• [Stored data]:
****

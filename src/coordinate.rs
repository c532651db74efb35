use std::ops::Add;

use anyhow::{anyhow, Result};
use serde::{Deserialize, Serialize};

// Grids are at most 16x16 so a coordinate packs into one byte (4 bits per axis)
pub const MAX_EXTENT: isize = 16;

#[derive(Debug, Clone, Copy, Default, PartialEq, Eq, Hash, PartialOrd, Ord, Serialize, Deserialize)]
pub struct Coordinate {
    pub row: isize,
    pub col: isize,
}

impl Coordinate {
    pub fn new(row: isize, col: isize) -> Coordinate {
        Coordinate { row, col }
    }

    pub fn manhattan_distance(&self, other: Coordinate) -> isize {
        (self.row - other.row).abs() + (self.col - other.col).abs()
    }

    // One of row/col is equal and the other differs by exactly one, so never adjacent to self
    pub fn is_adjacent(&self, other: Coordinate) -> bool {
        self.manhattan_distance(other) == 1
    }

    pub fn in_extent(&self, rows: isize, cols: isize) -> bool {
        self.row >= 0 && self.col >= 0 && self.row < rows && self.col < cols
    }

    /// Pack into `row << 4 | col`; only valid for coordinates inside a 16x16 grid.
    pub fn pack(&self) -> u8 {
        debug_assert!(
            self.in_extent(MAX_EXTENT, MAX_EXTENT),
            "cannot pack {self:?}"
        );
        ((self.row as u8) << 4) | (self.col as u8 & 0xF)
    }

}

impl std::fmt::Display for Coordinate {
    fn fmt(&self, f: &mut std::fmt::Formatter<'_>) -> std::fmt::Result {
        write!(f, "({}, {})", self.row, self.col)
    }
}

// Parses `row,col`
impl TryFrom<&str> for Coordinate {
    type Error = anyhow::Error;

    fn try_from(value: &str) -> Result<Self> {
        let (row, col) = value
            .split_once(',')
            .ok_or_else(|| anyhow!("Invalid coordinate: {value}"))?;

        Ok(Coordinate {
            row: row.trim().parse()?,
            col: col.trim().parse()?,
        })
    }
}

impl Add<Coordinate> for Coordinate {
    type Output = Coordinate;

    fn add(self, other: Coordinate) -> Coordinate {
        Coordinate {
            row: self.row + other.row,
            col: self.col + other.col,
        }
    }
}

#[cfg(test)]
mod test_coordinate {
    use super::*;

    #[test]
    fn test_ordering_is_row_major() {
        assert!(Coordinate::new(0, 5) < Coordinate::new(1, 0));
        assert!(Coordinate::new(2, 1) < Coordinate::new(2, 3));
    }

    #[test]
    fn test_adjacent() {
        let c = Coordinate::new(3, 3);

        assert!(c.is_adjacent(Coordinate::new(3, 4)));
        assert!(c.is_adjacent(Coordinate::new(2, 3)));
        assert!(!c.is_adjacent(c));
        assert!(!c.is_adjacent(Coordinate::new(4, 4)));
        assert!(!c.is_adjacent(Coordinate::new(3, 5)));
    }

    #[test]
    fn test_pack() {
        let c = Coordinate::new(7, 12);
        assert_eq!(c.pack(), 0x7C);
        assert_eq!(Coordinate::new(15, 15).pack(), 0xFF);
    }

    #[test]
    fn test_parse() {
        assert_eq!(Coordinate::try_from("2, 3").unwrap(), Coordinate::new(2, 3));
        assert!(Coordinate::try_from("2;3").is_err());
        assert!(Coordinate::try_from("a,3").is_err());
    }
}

****

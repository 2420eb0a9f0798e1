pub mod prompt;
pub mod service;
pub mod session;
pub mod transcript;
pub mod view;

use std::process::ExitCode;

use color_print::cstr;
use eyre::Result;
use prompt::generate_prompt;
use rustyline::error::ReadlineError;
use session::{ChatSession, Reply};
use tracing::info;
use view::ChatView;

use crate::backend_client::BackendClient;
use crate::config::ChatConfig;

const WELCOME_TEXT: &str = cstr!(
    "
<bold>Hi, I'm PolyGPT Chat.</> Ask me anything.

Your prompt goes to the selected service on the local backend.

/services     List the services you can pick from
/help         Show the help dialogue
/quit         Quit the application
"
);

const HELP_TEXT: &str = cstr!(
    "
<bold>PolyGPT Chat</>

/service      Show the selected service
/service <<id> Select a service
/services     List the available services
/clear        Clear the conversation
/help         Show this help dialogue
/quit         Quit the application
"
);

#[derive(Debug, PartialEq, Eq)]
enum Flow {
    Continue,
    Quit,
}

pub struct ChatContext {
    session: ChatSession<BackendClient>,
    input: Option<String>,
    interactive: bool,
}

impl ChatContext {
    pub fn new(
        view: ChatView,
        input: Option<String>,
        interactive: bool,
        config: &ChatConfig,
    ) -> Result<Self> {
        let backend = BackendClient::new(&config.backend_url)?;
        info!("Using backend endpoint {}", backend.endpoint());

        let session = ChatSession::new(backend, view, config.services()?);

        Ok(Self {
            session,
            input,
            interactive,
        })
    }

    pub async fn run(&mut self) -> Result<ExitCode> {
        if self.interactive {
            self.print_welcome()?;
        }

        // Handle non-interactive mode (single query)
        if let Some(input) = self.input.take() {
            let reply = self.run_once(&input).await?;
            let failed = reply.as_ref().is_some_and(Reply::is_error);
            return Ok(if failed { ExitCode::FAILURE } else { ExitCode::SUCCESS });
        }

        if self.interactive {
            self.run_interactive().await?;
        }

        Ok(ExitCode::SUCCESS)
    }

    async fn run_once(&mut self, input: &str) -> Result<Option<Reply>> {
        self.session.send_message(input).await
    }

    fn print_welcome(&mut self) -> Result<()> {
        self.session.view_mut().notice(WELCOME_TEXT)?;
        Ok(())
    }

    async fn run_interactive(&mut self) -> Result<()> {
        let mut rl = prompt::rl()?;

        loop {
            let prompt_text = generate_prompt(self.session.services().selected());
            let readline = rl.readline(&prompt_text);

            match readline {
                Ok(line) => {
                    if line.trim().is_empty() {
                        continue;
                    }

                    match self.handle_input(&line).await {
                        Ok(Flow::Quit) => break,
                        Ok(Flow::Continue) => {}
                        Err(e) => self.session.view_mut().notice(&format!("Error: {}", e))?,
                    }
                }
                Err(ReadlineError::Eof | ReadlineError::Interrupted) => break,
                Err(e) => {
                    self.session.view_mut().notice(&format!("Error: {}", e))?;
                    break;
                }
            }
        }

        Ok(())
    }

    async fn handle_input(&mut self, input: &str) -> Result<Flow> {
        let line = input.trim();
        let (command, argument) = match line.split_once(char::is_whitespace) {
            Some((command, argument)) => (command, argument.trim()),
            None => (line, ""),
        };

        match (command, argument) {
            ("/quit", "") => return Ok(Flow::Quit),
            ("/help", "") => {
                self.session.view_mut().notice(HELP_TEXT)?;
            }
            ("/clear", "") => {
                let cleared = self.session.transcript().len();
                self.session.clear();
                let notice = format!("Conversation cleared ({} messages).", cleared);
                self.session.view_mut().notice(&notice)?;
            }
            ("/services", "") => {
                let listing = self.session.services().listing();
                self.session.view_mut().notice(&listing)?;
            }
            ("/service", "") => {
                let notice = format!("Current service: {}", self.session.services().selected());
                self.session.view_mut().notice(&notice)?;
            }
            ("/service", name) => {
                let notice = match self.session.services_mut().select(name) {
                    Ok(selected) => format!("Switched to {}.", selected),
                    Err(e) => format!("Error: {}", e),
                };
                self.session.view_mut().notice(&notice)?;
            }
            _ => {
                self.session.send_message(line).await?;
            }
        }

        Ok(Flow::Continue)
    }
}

****

• [Work required]:
Lines holding the string "cols" must be copied out of the entries above.

• [Response to this task]:
    pub fn in_extent(&self, rows: isize, cols: isize) -> bool {
        self.row >= 0 && self.col >= 0 && self.row < rows && self.col < cols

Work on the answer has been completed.